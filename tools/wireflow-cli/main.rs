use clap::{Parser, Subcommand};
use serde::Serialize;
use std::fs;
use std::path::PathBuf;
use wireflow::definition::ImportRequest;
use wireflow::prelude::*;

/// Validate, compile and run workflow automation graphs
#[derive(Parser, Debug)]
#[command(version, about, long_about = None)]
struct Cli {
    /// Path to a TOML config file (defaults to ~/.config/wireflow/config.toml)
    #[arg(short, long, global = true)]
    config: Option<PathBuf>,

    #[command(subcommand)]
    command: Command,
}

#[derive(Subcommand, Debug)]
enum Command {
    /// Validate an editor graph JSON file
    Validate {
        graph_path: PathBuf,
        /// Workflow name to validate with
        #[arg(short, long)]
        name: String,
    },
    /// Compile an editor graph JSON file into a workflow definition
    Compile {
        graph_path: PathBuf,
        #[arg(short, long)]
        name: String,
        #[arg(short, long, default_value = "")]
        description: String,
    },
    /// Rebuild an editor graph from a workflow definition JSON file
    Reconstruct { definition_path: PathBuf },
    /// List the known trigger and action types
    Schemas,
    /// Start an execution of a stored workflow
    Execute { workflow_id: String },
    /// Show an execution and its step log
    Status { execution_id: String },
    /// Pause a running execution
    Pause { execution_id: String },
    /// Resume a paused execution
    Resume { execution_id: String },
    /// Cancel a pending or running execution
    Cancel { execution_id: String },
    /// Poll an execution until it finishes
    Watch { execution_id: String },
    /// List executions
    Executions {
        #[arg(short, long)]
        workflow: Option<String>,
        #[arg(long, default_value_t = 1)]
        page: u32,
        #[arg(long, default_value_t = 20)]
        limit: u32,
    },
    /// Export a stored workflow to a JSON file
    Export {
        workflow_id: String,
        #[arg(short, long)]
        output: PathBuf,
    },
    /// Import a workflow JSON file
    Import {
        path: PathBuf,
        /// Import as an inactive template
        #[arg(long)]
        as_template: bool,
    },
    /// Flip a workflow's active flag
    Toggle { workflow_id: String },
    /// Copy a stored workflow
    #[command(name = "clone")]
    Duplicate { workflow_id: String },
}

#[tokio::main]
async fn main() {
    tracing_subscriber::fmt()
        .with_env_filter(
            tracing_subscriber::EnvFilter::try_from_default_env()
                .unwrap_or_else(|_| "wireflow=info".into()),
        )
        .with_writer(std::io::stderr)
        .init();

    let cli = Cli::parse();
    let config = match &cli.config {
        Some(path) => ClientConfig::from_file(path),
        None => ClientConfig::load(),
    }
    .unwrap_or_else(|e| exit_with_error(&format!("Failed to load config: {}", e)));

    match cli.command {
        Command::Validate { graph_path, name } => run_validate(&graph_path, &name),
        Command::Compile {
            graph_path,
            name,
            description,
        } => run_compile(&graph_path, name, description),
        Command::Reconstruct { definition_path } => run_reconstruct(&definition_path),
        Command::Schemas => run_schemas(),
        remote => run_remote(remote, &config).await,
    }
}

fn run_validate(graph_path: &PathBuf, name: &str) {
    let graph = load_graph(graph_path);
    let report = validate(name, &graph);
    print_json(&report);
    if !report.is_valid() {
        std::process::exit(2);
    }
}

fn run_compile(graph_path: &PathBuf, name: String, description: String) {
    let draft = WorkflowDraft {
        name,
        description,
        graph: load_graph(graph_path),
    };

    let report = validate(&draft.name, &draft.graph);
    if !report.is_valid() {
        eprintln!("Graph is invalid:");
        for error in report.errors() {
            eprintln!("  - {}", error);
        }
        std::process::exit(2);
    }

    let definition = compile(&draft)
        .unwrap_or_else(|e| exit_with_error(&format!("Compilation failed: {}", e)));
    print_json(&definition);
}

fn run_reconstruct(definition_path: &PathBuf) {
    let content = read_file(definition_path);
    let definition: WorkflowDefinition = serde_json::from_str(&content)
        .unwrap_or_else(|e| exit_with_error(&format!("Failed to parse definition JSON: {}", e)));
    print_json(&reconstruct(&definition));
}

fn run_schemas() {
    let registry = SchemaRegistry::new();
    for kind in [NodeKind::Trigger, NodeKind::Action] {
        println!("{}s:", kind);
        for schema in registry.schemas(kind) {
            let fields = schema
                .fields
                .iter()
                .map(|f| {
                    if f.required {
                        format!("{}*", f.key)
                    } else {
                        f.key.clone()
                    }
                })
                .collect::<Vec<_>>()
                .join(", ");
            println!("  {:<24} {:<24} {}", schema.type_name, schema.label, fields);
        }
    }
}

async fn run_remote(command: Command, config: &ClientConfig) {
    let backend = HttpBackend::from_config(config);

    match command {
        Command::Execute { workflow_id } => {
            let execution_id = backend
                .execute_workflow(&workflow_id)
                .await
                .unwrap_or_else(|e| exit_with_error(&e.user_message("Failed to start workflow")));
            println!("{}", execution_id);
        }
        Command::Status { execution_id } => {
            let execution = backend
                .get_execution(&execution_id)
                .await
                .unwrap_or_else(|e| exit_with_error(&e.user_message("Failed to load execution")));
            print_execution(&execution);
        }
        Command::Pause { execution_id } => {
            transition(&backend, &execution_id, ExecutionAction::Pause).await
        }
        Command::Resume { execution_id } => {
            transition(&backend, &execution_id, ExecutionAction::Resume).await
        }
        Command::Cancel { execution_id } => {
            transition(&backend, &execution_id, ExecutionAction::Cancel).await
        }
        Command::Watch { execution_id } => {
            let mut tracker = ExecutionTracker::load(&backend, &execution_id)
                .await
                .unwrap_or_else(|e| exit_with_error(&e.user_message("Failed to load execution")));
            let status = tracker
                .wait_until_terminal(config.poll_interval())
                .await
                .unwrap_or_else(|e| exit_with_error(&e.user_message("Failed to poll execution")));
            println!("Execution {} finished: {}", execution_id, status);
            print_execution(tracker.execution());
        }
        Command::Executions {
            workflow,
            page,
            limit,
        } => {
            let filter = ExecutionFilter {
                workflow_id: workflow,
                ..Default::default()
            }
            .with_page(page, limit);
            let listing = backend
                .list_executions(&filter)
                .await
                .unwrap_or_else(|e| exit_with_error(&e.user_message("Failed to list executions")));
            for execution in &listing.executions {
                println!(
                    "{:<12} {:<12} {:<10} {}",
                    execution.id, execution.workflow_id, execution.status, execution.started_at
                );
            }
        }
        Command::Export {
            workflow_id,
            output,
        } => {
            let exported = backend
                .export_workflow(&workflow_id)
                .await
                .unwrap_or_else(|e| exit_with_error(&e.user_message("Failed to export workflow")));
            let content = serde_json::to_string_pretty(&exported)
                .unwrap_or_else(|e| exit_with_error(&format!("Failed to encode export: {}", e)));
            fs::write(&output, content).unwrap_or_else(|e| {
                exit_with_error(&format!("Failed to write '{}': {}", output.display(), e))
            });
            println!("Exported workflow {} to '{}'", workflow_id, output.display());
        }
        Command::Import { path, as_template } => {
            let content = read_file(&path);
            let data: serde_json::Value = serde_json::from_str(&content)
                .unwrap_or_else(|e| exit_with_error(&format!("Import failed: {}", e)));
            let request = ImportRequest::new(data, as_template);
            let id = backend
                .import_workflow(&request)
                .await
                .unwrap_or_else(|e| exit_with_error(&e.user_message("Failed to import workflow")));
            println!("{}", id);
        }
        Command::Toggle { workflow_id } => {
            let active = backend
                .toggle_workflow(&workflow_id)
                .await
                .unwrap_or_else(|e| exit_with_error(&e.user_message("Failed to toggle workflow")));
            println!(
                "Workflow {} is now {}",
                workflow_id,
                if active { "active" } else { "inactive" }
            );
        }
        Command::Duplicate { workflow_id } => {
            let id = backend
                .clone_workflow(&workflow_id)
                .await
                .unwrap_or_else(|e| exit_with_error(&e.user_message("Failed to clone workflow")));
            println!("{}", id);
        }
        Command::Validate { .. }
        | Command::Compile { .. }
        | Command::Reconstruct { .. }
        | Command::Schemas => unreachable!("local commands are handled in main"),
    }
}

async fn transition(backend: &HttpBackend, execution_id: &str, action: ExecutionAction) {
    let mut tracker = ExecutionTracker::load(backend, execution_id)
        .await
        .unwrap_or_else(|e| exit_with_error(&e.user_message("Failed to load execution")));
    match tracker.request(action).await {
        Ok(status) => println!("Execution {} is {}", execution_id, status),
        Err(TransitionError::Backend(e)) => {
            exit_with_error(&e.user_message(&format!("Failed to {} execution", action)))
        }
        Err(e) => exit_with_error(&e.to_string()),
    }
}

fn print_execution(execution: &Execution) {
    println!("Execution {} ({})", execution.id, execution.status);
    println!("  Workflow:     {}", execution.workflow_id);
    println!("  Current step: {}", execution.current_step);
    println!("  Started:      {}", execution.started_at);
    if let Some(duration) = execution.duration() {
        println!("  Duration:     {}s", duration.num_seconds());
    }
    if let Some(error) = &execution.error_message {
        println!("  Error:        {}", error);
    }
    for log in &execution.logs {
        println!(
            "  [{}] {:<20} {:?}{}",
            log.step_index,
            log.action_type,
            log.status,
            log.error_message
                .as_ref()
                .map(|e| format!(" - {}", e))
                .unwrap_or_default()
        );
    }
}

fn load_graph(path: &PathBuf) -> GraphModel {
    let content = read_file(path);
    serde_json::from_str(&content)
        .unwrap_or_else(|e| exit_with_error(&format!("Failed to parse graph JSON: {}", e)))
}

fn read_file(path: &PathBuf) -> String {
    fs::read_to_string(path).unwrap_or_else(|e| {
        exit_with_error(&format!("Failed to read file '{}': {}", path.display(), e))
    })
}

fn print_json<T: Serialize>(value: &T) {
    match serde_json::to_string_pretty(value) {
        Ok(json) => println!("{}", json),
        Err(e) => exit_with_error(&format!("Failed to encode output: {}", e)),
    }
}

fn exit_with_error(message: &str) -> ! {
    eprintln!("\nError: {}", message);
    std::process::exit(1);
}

# # # # #

Assignment: Print, exactly as written, the first line of the records above and each line after it until the line with "workflow automation graphs", which is printed too.

Answer:
filename tools/wireflow-cli/main.rs
use clap::{Parser, Subcommand};
use serde::Serialize;
use std::fs;
use std::path::PathBuf;
use wireflow::definition::ImportRequest;
use wireflow::prelude::*;

/// Validate, compile and run workflow automation graphs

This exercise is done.